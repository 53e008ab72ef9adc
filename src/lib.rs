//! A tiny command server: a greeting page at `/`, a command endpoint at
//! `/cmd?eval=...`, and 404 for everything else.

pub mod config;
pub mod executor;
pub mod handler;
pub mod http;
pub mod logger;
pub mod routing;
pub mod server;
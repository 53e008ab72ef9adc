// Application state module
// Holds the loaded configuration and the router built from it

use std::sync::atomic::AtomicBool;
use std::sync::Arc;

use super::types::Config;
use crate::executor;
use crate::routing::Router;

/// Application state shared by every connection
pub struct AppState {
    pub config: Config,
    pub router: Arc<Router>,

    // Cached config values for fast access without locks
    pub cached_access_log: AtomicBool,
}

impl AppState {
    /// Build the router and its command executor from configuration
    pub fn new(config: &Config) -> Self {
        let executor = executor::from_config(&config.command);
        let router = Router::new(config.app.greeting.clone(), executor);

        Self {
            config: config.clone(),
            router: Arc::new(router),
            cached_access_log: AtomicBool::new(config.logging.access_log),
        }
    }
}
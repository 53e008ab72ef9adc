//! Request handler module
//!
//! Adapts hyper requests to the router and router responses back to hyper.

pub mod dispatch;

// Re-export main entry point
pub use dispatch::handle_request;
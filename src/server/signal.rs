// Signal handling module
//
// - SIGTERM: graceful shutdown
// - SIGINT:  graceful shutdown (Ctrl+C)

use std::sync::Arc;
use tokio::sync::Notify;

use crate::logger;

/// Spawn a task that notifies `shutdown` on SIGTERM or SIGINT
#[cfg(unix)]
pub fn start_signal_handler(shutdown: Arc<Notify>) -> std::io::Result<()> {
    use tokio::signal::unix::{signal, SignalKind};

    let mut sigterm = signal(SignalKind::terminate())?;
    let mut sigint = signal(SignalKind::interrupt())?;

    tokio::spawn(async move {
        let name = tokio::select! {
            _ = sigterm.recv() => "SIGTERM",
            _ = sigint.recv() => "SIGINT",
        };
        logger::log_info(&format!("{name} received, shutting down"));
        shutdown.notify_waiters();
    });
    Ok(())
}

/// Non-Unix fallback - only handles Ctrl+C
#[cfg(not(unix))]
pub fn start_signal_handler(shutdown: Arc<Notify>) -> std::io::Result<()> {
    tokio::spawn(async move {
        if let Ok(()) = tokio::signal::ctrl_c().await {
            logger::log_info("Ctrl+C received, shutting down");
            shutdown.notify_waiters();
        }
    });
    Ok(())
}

------

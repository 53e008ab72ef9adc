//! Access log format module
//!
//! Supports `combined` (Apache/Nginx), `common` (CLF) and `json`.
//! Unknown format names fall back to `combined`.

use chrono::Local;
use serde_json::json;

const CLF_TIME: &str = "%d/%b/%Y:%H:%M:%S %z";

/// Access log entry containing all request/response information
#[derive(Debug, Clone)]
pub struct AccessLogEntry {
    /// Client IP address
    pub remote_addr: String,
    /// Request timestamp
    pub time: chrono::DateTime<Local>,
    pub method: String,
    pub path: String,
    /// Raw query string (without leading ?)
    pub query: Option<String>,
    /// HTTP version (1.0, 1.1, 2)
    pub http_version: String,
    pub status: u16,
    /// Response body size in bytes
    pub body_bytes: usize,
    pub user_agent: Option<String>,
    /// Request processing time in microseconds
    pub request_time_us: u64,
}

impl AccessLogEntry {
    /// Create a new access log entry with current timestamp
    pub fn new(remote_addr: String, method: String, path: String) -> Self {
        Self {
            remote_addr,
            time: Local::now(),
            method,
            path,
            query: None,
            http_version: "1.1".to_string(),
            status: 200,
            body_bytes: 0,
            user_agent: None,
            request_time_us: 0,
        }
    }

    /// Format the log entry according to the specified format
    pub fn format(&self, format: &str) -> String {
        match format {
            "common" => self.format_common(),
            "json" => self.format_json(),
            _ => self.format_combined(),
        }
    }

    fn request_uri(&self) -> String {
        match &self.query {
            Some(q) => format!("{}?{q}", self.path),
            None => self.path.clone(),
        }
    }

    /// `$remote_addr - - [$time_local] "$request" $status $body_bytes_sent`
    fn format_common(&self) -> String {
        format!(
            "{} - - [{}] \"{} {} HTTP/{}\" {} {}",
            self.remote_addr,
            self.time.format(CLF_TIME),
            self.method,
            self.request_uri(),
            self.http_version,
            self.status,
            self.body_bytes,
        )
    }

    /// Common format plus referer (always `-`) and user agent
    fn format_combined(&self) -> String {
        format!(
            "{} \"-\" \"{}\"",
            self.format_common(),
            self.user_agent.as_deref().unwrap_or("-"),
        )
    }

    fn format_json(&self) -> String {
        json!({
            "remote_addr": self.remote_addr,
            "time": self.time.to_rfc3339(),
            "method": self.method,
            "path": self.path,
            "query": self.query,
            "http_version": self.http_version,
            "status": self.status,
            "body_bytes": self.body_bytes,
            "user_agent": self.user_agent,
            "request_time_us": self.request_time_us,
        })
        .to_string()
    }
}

------

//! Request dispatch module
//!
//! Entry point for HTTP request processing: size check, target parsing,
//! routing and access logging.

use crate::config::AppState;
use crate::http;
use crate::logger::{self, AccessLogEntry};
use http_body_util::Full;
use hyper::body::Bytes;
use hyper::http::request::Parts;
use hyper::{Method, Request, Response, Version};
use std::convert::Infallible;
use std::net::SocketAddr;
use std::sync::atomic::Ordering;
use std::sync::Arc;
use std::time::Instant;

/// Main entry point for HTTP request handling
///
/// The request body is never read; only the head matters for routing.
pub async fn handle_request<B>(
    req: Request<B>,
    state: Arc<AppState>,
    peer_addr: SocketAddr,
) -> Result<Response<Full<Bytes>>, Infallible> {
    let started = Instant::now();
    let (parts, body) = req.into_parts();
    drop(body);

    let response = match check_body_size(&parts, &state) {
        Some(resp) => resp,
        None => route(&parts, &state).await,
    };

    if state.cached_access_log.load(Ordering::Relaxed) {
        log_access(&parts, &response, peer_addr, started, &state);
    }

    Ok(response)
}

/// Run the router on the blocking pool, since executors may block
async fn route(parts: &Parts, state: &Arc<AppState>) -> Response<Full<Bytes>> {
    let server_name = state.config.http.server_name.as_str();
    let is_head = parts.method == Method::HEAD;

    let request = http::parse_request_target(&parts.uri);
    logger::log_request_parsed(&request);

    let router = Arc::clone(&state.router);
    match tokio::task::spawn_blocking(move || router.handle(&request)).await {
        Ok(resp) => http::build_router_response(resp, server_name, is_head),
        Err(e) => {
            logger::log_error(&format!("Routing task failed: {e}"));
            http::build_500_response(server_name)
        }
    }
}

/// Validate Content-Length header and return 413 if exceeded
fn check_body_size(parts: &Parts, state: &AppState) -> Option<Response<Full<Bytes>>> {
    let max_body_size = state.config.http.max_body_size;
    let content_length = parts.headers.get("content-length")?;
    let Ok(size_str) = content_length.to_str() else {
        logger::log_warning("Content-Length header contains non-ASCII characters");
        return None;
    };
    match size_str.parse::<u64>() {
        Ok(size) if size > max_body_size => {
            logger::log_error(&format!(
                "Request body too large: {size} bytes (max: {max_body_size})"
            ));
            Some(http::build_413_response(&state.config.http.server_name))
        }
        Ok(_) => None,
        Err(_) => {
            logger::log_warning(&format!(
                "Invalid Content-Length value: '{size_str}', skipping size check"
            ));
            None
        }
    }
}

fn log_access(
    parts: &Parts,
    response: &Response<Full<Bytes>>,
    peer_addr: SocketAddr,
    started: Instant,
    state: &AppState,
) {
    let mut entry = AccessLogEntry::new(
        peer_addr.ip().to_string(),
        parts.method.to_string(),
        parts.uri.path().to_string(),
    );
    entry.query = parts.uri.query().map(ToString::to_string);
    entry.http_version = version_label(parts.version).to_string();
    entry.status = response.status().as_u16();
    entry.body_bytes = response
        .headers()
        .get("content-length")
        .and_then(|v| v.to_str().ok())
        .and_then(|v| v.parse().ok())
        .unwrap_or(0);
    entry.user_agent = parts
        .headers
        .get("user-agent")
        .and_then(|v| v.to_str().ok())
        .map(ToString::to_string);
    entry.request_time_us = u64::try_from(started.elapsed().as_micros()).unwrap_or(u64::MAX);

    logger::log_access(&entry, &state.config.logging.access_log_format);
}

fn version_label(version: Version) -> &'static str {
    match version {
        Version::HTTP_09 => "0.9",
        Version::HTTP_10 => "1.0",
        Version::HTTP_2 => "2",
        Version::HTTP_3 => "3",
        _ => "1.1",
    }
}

------

Wherever the word "graceful" appears in the listing, copy the line that holds it.

### SOLUTION TO THIS EXERCISE
// - SIGTERM: graceful shutdown
// - SIGINT:  graceful shutdown (Ctrl+C)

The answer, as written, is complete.